use super::partition::Batch;
use async_trait::async_trait;
use std::sync::Arc;
use tokio::sync::Semaphore;
use tokio_util::task::TaskTracker;
use tracing::{debug, error, info};

/// Default number of batches written at the same time.
pub const DEFAULT_MAX_CONCURRENCY: usize = 50;

/// Work performed for one batch by one worker.
///
/// Infallible by signature: implementations record their own failures.
#[async_trait]
pub trait BatchAction: Send + Sync + 'static {
    async fn run(&self, batch: Batch);
}

/// Lifecycle of a single batch worker.
#[derive(Debug, Clone, Copy, PartialEq, Eq)]
pub enum WorkerState {
    Queued,
    SlotAcquired,
    BackendsInFlight,
    Completed,
}

/// Fans batches out to at most `capacity` concurrent workers.
///
/// A slot is an owned semaphore permit moved into the worker task, and each
/// worker also holds a tracker token. Both are released on drop, so a worker
/// that returns early or panics still gives its slot back.
pub struct Dispatcher {
    slots: Arc<Semaphore>,
    capacity: usize,
    tracker: TaskTracker,
}

impl Dispatcher {
    pub fn new(max_concurrency: usize) -> Self {
        let capacity = max_concurrency.max(1);
        Self {
            slots: Arc::new(Semaphore::new(capacity)),
            capacity,
            tracker: TaskTracker::new(),
        }
    }

    pub fn capacity(&self) -> usize {
        self.capacity
    }

    /// Slots not currently held by a worker.
    pub fn available_slots(&self) -> usize {
        self.slots.available_permits()
    }

    /// Registered units of work that have not completed yet.
    pub fn outstanding(&self) -> usize {
        self.tracker.len()
    }

    /// Start a worker for each batch in order, blocking only while every slot is taken.
    ///
    /// Returns the number of batches handed to workers. Does not wait for them
    /// to finish; call [`Dispatcher::drain`] for that.
    pub async fn submit<I, A>(&self, batches: I, action: Arc<A>) -> usize
    where
        I: IntoIterator<Item = Batch>,
        A: BatchAction,
    {
        let mut submitted = 0;

        for batch in batches {
            let token = self.tracker.token();
            debug!(seq = batch.seq, state = ?WorkerState::Queued, "Waiting for dispatch slot");

            let permit = match Arc::clone(&self.slots).acquire_owned().await {
                Ok(permit) => permit,
                Err(e) => {
                    error!(seq = batch.seq, error = %e, "Dispatch slot pool closed, stopping submission");
                    break;
                }
            };

            let action = Arc::clone(&action);
            tokio::spawn(async move {
                let _token = token;
                let _permit = permit;
                let seq = batch.seq;
                debug!(seq, state = ?WorkerState::SlotAcquired, "Worker started");

                action.run(batch).await;

                debug!(seq, state = ?WorkerState::Completed, "Worker finished");
            });
            submitted += 1;
        }

        submitted
    }

    /// Wait until every submitted worker has completed.
    ///
    /// The dispatcher accepts new submissions afterwards.
    pub async fn drain(&self) {
        self.tracker.close();
        self.tracker.wait().await;
        self.tracker.reopen();
    }
}

/// Process every batch with `action`, at most `max_concurrency` at a time,
/// and return once all of them have completed.
pub async fn dispatch<I, A>(batches: I, action: Arc<A>, max_concurrency: usize)
where
    I: IntoIterator<Item = Batch>,
    A: BatchAction,
{
    let dispatcher = Dispatcher::new(max_concurrency);
    let submitted = dispatcher.submit(batches, action).await;
    dispatcher.drain().await;
    info!(batches = submitted, "Dispatch complete");
}
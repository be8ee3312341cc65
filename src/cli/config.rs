use crate::config::generate::generate_starter_config;
use crate::config::{load_config, resolve_config_path, user_config_path};
use std::fs;
use std::path::{Path, PathBuf};

pub fn init(stdout: bool, force: bool) -> Result<(), Box<dyn std::error::Error>> {
    let config_content = generate_starter_config();

    if stdout {
        print!("{}", config_content);
        return Ok(());
    }

    let config_path = default_write_path();
    write_config(&config_content, &config_path, force)?;
    println!("Config file written to {}", config_path.display());
    Ok(())
}

/// `~/.config/storebench/config.yml` when its directory can be created, else `/etc/storebench/config.yml`.
fn default_write_path() -> PathBuf {
    if let Some(user_config) = user_config_path() {
        if let Some(parent) = user_config.parent() {
            match fs::create_dir_all(parent) {
                Ok(()) => return user_config,
                Err(_) => {
                    eprintln!("Warning: Could not create directory {}", parent.display());
                    eprintln!("Falling back to /etc/storebench/config.yml");
                }
            }
        }
    }
    PathBuf::from("/etc/storebench/config.yml")
}

pub fn write_config(
    config_content: &str,
    config_path: &Path,
    force: bool,
) -> Result<(), Box<dyn std::error::Error>> {
    if config_path.exists() && !force {
        return Err(format!(
            "Config file already exists at {}. Remove it first, pass --force, or use --stdout to print the config",
            config_path.display()
        )
        .into());
    }

    if let Some(parent) = config_path.parent() {
        fs::create_dir_all(parent)?;
    }

    fs::write(config_path, config_content)?;
    Ok(())
}

pub fn validate(config_path: Option<&Path>) -> Result<(), Box<dyn std::error::Error>> {
    let path = resolve_config_path(config_path)
        .ok_or("No config file found. Use --config to specify a path.")?;

    println!("Validating config file: {}", path.display());

    match load_config(&path) {
        Ok(config) => {
            println!("✓ Config is valid");
            println!("  backends: {}", config.enabled_backends().join(", "));
            println!(
                "  workload: {} reports, batch size {}, concurrency {}",
                config.workload.total_reports,
                config.workload.batch_size,
                config.workload.max_concurrency
            );
            Ok(())
        }
        Err(e) => {
            eprintln!("✗ Config validation failed:\n{}", e);
            Err(e.into())
        }
    }
}
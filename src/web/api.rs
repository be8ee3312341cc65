use crate::domain::Report;
use axum::{
    extract::rejection::JsonRejection,
    http::StatusCode,
    response::{IntoResponse, Response},
    Json,
};
use serde::Serialize;
use tracing::{debug, warn};

#[derive(Debug, Serialize)]
pub struct RegisterResponse {
    pub message: &'static str,
}

pub async fn health_check() -> &'static str {
    "OK"
}

/// Accept a report submitted as JSON. The body is validated but not persisted.
pub async fn register(
    payload: Result<Json<Report>, JsonRejection>,
) -> Result<Json<RegisterResponse>, ApiError> {
    let Json(report) = payload.map_err(|rejection| {
        warn!(error = %rejection.body_text(), "Rejected registration");
        ApiError::BadRequest(rejection.body_text())
    })?;

    debug!(
        username = %report.username,
        game = %report.game_name,
        "Report registered"
    );

    Ok(Json(RegisterResponse {
        message: "User registered successfully",
    }))
}

#[derive(Debug)]
pub enum ApiError {
    BadRequest(String),
}

impl IntoResponse for ApiError {
    fn into_response(self) -> Response {
        let (status, message) = match self {
            ApiError::BadRequest(msg) => (StatusCode::BAD_REQUEST, msg),
        };

        (status, Json(serde_json::json!({ "error": message }))).into_response()
    }
}
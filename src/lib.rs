//! Vellum - OCR word-region lookup backed by Solr
//!
//! This library provides the shared Solr client used by the region lookup server.

pub mod solr;

pub use solr::SolrClient;
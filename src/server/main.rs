//! Region lookup server for OCR'd page scans.
//!
//! Provides the HTTP API that turns a page URI plus free-text search terms
//! into the word regions Solr has indexed for that page, for viewers that
//! highlight matches on the scanned image.

use std::path::PathBuf;
use std::sync::Arc;

use anyhow::Result;
use axum::{
    extract::{Query, State},
    http::{header, StatusCode},
    response::{IntoResponse, Json, Response},
    routing::get,
    Router,
};
use clap::Parser;
use serde::{Deserialize, Serialize};
use tower_http::cors::CorsLayer;
use tower_http::trace::TraceLayer;
use tracing::{debug, info, warn, Level};
use tracing_subscriber::FmtSubscriber;

use vellum::solr::SolrClient;

mod config;
mod regions;

use config::Config;
use regions::{encode_body, execute_lookup, parse_target_uri, CoordFormat};

const DEFAULT_LISTEN: &str = "0.0.0.0:3000";
const DEFAULT_SOLR_URL: &str = "http://localhost:8983/solr";
const DEFAULT_CORE: &str = "ocr";

#[derive(Parser, Debug)]
#[command(name = "server")]
#[command(about = "OCR region lookup server")]
struct Args {
    /// Listen address
    #[arg(short, long)]
    listen: Option<String>,

    /// Solr base URL
    #[arg(long)]
    solr_url: Option<String>,

    /// Solr core holding the OCR word index
    #[arg(long)]
    core: Option<String>,

    /// Optional TOML settings file; explicit flags take precedence
    #[arg(long)]
    config: Option<PathBuf>,
}

/// Application state shared across handlers
struct AppState {
    solr: SolrClient,
}

#[tokio::main]
async fn main() -> Result<()> {
    // Initialize logging
    let subscriber = FmtSubscriber::builder()
        .with_max_level(Level::DEBUG)
        .finish();
    tracing::subscriber::set_global_default(subscriber)?;

    let args = Args::parse();
    let file = match &args.config {
        Some(path) => Config::load_from_file(path)?,
        None => Config::default(),
    };

    let listen = args
        .listen
        .or(file.listen)
        .unwrap_or_else(|| DEFAULT_LISTEN.to_string());
    let solr_url = args
        .solr_url
        .or(file.solr_url)
        .unwrap_or_else(|| DEFAULT_SOLR_URL.to_string());
    let core = args
        .core
        .or(file.core)
        .unwrap_or_else(|| DEFAULT_CORE.to_string());

    info!("Vellum region lookup server");
    info!("Using Solr at {} (core '{}')", solr_url, core);

    let solr = SolrClient::new(&solr_url, &core)?;
    match solr.ping().await {
        Ok(true) => info!("Solr core is responding"),
        Ok(false) => warn!("Solr core ping returned an error status"),
        Err(e) => warn!("Solr core is unreachable: {}", e),
    }

    let state = Arc::new(AppState { solr });

    // Build router
    let app = Router::new()
        .route("/health", get(health_handler))
        .route("/regions", get(regions_handler))
        .layer(CorsLayer::permissive())
        .layer(TraceLayer::new_for_http())
        .with_state(state);

    info!("Starting server on {}", listen);

    let listener = tokio::net::TcpListener::bind(&listen).await?;
    axum::serve(listener, app).await?;

    Ok(())
}

/// Health check endpoint
async fn health_handler(
    State(state): State<Arc<AppState>>,
) -> Result<Json<HealthResponse>, StatusCode> {
    let healthy = state.solr.ping().await.unwrap_or(false);

    Ok(Json(HealthResponse {
        status: if healthy { "ok" } else { "degraded" },
        solr: healthy,
    }))
}

#[derive(Serialize)]
struct HealthResponse {
    status: &'static str,
    solr: bool,
}

/// Word-region lookup for one page scan
async fn regions_handler(
    State(state): State<Arc<AppState>>,
    Query(params): Query<RegionQueryParams>,
) -> Result<Response, (StatusCode, String)> {
    debug!("Region lookup params: {:?}", params);

    let target_uri = require_param(params.target_uri.as_deref(), "targetUri")?;
    let search_terms = require_param(params.search_terms.as_deref(), "searchTerms")?;

    let page = parse_target_uri(target_uri)
        .map_err(|e| (StatusCode::BAD_REQUEST, format!("targetUri: {:#}", e)))?;
    let format = CoordFormat::from_param(params.coord_format.as_deref());

    let payload = execute_lookup(&state.solr, &page, search_terms, format)
        .await
        .map_err(|e| {
            tracing::error!("Region lookup failed: {:#}", e);
            (
                StatusCode::BAD_GATEWAY,
                "search backend unavailable".to_string(),
            )
        })?;

    let (body, content_type) = encode_body(&payload, params.callback.as_deref())
        .map_err(|e| (StatusCode::INTERNAL_SERVER_ERROR, e.to_string()))?;

    Ok(([(header::CONTENT_TYPE, content_type)], body).into_response())
}

/// Reject missing or blank required parameters as client errors.
fn require_param<'a>(value: Option<&'a str>, name: &str) -> Result<&'a str, (StatusCode, String)> {
    match value {
        Some(v) if !v.trim().is_empty() => Ok(v),
        _ => Err((
            StatusCode::BAD_REQUEST,
            format!("missing required parameter: {}", name),
        )),
    }
}

#[derive(Debug, Deserialize)]
struct RegionQueryParams {
    /// URI of the page within the collection/item/sequence hierarchy
    #[serde(rename = "targetUri")]
    target_uri: Option<String>,
    /// Free-text search terms, whitespace-separated
    #[serde(rename = "searchTerms")]
    search_terms: Option<String>,
    /// JSONP callback name
    callback: Option<String>,
    /// "openLayers" selects OpenLayers coordinates
    #[serde(rename = "coordFormat")]
    coord_format: Option<String>,
}

#[cfg(test)]
mod tests {
    use super::*;

    #[test]
    fn test_require_param() {
        assert_eq!(require_param(Some("/a/b"), "targetUri").unwrap(), "/a/b");

        let err = require_param(None, "targetUri").unwrap_err();
        assert_eq!(err.0, StatusCode::BAD_REQUEST);

        let err = require_param(Some("   "), "searchTerms").unwrap_err();
        assert_eq!(err.0, StatusCode::BAD_REQUEST);
    }
}
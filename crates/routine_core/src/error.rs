use std::fmt;

#[derive(Debug, Clone, PartialEq, Eq)]
pub enum AppError {
    InvalidInput(String),
    InvalidData(String),
    NotFound(String),
    Io(String),
}

impl AppError {
    pub fn invalid_input<M: Into<String>>(message: M) -> Self {
        Self::InvalidInput(message.into())
    }

    pub fn invalid_data<M: Into<String>>(message: M) -> Self {
        Self::InvalidData(message.into())
    }

    pub fn not_found<M: Into<String>>(message: M) -> Self {
        Self::NotFound(message.into())
    }

    pub fn io<M: Into<String>>(message: M) -> Self {
        Self::Io(message.into())
    }

    pub fn code(&self) -> &'static str {
        match self {
            Self::InvalidInput(_) => "invalid_input",
            Self::InvalidData(_) => "invalid_data",
            Self::NotFound(_) => "not_found",
            Self::Io(_) => "io_error",
        }
    }

    pub fn message(&self) -> &str {
        match self {
            Self::InvalidInput(message) => message,
            Self::InvalidData(message) => message,
            Self::NotFound(message) => message,
            Self::Io(message) => message,
        }
    }
}

impl fmt::Display for AppError {
    fn fmt(&self, f: &mut fmt::Formatter<'_>) -> fmt::Result {
        write!(f, "{} - {}", self.code(), self.message())
    }
}

impl std::error::Error for AppError {}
-.-.-
EXERCISE GOAL. Among the lines above, find those with the word "Queued". Copy them.

TASK ANSWER.
    Queued,
            debug!(seq = batch.seq, state = ?WorkerState::Queued, "Waiting for dispatch slot");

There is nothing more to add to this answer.